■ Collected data
---------------

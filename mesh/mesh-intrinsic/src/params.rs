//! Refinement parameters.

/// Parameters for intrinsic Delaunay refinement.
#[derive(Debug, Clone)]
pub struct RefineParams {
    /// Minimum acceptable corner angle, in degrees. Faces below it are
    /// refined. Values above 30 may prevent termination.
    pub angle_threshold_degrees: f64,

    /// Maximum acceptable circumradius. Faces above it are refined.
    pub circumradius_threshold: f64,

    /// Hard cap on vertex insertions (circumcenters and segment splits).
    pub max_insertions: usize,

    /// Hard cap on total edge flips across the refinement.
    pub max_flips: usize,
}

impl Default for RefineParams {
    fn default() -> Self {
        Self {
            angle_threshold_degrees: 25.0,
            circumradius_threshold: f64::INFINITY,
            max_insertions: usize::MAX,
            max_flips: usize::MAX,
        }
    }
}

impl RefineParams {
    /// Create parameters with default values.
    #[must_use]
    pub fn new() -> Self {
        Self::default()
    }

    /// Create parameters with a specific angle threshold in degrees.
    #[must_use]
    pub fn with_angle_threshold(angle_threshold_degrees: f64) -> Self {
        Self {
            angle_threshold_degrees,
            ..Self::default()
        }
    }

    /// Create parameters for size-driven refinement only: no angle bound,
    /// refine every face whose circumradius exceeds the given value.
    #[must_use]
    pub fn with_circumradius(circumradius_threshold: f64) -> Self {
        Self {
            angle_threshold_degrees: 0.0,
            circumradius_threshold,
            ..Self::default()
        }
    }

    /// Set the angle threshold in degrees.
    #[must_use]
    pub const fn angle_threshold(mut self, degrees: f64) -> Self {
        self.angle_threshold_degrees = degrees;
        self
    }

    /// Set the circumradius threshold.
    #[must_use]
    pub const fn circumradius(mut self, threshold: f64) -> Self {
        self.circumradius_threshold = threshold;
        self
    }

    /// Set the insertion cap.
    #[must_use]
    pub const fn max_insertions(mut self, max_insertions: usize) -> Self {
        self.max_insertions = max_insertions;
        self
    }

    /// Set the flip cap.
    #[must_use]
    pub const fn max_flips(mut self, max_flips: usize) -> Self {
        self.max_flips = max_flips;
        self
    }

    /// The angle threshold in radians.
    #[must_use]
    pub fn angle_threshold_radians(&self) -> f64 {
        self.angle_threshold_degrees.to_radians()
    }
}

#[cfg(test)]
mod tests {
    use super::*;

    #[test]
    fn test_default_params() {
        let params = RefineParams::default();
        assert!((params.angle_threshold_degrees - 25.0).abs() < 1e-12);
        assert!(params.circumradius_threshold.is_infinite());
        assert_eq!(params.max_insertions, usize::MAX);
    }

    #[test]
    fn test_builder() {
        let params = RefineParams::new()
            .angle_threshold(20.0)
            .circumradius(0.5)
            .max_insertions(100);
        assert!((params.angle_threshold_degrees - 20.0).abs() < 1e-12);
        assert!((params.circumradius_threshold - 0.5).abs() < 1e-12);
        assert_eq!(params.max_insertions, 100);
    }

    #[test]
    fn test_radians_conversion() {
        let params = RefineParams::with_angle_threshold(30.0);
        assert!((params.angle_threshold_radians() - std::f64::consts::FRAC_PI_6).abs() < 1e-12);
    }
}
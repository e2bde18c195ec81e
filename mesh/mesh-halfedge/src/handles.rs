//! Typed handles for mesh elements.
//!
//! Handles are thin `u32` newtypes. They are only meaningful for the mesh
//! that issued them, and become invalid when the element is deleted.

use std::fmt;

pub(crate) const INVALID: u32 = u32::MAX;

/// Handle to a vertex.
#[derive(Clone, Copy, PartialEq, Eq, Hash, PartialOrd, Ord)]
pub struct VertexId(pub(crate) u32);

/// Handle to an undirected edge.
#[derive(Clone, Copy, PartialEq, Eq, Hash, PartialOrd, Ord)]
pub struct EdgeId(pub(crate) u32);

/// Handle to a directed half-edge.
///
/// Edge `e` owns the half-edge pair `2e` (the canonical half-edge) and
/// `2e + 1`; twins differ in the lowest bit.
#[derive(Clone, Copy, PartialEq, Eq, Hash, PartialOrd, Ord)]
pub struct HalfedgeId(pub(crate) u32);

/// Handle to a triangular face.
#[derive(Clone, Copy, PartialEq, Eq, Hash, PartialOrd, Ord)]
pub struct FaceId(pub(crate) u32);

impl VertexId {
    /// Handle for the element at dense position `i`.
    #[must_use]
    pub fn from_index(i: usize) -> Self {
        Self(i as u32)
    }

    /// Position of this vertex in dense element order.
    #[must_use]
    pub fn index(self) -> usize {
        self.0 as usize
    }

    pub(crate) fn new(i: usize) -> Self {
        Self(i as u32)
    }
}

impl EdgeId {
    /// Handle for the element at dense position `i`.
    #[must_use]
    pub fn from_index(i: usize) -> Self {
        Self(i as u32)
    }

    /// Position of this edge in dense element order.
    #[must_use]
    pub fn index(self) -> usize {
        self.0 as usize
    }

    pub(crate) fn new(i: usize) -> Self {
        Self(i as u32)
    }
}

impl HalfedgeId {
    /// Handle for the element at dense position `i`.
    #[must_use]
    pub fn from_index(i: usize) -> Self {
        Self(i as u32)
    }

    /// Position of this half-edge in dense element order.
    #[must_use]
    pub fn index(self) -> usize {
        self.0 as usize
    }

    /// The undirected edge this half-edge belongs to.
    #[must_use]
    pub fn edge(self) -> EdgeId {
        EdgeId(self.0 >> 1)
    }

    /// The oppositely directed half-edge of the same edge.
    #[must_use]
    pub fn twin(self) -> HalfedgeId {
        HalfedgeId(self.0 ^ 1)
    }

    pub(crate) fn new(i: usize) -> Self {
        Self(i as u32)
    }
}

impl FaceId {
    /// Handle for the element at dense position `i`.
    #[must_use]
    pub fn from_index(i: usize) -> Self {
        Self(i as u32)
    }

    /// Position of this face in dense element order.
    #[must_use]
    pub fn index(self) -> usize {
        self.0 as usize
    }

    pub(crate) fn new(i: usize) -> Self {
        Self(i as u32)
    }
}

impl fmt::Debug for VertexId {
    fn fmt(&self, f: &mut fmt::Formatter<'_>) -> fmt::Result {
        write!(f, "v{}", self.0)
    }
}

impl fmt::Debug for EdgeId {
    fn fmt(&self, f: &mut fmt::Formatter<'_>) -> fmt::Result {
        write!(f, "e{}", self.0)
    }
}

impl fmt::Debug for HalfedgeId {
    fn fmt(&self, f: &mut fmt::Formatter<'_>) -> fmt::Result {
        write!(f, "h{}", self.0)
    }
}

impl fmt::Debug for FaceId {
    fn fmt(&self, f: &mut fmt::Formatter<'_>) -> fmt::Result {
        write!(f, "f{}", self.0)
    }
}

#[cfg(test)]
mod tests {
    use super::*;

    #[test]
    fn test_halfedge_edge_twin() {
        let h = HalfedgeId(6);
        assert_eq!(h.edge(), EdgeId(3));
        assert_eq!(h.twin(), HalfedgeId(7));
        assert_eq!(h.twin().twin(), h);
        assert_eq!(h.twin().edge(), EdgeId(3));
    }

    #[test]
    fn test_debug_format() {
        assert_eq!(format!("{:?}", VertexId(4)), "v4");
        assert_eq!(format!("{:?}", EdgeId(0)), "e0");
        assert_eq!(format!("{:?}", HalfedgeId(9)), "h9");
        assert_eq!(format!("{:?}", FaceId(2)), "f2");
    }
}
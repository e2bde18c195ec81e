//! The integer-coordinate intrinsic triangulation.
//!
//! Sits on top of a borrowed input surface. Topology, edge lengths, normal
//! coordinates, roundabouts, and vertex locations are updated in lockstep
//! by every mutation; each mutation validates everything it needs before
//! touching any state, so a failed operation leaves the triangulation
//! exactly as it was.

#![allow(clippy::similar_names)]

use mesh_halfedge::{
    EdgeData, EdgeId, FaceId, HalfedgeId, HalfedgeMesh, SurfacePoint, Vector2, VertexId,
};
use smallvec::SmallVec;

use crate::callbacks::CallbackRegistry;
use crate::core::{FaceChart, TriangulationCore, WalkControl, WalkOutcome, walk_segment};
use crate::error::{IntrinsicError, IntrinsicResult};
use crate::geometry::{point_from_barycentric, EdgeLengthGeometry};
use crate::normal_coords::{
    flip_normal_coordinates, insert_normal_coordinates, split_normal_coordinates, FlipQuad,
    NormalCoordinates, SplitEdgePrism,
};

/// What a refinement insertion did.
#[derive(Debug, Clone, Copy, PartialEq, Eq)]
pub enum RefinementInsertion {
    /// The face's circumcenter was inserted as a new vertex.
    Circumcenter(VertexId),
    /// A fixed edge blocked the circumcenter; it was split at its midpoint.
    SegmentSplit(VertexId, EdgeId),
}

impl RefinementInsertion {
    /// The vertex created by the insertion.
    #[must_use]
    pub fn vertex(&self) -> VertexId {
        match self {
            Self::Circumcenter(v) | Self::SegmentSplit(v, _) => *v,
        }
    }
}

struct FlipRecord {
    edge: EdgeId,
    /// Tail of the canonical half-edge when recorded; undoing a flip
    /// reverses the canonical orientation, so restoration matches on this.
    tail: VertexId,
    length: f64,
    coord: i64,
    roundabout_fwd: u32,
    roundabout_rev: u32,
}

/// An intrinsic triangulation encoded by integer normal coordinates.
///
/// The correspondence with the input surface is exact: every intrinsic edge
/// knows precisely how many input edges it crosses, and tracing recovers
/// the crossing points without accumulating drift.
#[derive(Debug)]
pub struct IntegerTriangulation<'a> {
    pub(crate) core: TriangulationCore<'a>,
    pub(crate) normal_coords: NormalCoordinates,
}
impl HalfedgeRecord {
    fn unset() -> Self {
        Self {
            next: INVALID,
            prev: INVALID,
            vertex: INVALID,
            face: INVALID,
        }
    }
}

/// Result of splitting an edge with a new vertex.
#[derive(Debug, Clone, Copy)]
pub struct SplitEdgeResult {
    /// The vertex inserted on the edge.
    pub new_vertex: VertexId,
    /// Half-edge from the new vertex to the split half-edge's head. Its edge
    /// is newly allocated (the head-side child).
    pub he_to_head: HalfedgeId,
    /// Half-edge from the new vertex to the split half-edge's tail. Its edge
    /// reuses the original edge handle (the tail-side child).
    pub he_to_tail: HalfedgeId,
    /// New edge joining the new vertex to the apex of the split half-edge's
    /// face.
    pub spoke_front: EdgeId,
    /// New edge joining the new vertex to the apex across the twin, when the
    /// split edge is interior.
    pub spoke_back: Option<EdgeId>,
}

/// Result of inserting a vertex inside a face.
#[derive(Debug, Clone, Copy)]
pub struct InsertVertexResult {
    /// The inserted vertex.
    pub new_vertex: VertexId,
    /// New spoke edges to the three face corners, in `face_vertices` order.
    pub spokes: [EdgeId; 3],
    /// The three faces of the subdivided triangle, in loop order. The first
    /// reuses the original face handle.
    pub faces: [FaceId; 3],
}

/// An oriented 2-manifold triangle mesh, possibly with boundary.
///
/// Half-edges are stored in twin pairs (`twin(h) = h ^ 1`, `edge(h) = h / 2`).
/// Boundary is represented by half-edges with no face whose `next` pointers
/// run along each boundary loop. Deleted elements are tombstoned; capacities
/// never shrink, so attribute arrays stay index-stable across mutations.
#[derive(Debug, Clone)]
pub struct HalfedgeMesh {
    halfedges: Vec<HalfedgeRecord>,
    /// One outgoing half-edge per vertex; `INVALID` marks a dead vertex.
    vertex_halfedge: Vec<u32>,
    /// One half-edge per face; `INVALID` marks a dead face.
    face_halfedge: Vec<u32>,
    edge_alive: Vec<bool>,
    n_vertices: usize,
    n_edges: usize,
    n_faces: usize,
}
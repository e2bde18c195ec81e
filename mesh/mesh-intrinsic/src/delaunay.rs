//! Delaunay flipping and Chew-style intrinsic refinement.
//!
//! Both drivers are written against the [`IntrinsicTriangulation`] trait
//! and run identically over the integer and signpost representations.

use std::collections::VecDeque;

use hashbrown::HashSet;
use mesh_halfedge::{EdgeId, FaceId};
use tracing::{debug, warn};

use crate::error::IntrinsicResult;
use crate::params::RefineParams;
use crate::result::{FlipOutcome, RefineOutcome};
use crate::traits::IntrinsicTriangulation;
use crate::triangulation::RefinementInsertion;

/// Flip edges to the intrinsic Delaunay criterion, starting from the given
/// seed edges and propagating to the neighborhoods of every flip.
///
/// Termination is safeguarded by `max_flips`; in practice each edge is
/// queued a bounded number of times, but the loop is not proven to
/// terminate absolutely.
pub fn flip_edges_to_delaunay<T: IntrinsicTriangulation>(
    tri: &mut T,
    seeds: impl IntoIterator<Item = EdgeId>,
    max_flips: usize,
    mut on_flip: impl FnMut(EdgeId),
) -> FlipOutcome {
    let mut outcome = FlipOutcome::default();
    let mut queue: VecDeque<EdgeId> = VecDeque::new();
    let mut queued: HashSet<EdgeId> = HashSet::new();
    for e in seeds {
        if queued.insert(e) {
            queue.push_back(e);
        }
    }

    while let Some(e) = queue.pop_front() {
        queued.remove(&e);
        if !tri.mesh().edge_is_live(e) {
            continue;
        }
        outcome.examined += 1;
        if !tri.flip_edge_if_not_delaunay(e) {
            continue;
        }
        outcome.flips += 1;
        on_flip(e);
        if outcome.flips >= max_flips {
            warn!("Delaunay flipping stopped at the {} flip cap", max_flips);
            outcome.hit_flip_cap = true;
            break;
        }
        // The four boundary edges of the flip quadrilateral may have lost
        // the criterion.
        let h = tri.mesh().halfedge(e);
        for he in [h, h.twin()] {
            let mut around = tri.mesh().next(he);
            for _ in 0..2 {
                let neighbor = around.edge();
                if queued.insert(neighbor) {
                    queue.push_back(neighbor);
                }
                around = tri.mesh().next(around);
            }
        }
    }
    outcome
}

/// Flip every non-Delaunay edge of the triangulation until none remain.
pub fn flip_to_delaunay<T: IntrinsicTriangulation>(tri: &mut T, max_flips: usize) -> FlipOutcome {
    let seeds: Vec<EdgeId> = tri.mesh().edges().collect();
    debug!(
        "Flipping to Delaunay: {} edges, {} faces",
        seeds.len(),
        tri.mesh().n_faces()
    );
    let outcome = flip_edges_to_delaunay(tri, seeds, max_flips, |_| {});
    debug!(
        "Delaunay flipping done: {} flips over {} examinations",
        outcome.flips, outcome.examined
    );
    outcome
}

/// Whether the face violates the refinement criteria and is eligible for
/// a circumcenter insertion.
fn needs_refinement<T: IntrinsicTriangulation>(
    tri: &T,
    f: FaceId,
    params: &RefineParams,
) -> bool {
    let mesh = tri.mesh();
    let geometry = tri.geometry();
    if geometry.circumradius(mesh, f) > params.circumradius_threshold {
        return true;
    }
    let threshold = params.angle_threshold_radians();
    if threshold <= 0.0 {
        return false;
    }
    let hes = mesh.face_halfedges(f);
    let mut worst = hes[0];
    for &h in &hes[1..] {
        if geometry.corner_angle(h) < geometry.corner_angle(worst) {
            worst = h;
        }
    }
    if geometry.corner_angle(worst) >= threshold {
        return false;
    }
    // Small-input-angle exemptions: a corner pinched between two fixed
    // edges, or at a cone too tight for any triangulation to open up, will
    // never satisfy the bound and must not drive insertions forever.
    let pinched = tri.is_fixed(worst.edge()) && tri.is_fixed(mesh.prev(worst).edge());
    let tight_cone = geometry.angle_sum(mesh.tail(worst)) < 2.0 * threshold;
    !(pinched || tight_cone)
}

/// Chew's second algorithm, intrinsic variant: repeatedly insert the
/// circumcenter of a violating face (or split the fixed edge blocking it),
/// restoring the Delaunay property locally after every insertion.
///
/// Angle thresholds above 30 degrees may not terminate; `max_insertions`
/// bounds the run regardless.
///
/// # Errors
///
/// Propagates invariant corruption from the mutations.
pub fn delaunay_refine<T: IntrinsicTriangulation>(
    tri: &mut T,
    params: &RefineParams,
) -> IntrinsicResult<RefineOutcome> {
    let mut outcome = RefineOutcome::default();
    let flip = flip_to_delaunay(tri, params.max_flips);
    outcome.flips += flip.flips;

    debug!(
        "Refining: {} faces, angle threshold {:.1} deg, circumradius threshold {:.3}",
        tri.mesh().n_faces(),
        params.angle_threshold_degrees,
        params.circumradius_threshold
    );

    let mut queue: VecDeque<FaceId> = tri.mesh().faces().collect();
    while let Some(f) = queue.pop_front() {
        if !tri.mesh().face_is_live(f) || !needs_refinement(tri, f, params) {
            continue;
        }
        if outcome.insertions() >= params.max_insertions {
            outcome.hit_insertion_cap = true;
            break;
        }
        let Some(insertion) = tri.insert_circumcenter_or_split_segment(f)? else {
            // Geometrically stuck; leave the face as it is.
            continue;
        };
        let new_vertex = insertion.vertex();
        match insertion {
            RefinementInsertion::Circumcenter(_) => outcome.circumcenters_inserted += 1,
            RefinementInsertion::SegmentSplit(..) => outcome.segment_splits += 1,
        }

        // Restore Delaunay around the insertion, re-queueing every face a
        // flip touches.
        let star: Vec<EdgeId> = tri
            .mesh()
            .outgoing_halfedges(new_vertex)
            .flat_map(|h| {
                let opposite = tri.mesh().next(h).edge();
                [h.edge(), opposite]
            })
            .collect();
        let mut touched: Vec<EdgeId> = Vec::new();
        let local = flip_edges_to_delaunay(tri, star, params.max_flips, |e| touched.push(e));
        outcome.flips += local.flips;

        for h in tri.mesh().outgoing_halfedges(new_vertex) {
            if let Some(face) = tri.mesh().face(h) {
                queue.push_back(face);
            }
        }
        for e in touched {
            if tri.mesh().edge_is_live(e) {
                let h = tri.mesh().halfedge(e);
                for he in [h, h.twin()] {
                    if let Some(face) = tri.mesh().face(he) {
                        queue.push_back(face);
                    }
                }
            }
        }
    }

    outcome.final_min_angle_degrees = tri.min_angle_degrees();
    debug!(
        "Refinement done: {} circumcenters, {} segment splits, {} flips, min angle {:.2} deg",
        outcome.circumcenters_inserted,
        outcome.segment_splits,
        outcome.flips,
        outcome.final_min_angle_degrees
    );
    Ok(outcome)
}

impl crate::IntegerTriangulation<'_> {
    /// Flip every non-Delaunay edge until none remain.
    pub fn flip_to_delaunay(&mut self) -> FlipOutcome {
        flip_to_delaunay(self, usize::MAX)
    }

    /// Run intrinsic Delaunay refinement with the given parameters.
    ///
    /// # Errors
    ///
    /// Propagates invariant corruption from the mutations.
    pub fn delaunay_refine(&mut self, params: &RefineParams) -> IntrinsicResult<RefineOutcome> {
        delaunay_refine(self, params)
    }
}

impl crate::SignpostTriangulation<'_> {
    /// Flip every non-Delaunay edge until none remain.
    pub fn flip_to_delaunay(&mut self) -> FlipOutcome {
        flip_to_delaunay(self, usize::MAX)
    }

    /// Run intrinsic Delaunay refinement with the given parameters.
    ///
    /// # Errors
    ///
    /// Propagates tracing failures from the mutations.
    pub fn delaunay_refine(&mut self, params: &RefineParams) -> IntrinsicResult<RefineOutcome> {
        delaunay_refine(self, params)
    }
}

---------------

■ What you should do
Show all lines from the entries that hold "above".

■ Task solution
    /// refined. Values above 30 may prevent termination.
    /// Maximum acceptable circumradius. Faces above it are refined.
/// Angle thresholds above 30 degrees may not terminate; `max_insertions`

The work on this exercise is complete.